BEGIN Data provided

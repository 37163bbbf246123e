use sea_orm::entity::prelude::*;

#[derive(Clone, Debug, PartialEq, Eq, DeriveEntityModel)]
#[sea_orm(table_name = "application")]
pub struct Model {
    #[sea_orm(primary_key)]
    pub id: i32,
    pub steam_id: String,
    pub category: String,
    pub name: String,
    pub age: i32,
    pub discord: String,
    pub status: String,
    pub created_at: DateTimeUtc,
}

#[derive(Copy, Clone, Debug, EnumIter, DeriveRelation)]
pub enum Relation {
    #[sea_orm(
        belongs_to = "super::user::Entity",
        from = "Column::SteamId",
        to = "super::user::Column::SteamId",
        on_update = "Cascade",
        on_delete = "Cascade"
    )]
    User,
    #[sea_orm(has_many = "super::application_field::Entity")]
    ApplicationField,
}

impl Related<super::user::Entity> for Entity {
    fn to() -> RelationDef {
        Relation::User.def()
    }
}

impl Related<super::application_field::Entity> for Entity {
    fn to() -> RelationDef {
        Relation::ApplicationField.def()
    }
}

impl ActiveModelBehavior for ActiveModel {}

END Data provided
BEGIN Data provided

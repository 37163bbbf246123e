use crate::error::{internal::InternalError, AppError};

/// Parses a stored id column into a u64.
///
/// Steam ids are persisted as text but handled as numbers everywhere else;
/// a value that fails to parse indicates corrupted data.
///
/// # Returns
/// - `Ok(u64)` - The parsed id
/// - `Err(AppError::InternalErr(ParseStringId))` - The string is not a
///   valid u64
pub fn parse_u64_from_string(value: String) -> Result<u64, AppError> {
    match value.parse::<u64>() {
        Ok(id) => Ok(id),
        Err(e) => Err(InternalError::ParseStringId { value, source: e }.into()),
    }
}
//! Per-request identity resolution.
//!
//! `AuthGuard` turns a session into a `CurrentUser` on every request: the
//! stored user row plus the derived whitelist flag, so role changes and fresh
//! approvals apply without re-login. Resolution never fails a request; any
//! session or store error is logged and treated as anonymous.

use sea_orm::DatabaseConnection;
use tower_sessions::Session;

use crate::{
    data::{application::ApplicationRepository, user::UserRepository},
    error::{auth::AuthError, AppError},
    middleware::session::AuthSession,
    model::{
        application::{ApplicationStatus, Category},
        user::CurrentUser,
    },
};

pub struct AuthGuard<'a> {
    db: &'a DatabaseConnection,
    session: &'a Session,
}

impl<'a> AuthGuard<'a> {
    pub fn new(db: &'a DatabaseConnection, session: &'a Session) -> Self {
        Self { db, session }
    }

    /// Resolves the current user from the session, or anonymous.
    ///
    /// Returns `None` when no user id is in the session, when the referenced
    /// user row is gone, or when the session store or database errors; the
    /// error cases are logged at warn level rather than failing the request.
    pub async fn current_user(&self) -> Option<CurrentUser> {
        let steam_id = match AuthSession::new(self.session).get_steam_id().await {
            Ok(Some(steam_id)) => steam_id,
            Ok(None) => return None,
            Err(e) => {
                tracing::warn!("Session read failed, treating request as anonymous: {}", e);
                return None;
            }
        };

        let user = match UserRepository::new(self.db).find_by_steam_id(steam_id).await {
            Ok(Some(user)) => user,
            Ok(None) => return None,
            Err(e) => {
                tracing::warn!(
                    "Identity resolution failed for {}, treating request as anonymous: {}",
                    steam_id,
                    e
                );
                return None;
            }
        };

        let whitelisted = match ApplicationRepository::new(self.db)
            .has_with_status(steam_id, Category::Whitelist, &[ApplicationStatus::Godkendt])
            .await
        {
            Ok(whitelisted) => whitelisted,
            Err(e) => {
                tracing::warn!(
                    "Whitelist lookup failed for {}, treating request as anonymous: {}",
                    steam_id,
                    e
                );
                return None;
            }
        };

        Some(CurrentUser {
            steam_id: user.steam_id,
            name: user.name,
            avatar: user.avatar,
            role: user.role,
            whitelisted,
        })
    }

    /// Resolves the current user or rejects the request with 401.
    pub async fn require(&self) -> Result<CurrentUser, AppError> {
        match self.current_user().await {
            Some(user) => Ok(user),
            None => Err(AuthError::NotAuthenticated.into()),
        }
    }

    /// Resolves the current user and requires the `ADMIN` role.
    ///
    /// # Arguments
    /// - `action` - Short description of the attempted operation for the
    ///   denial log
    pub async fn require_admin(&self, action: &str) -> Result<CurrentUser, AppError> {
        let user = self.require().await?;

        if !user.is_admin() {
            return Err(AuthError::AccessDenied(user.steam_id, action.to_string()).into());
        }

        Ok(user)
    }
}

END Data provided

Work task:
Check every line of the entries above, and copy those that carry the string "ApplicationRepository".

Reply:
    data::{application::ApplicationRepository, user::UserRepository},
        let whitelisted = match ApplicationRepository::new(self.db)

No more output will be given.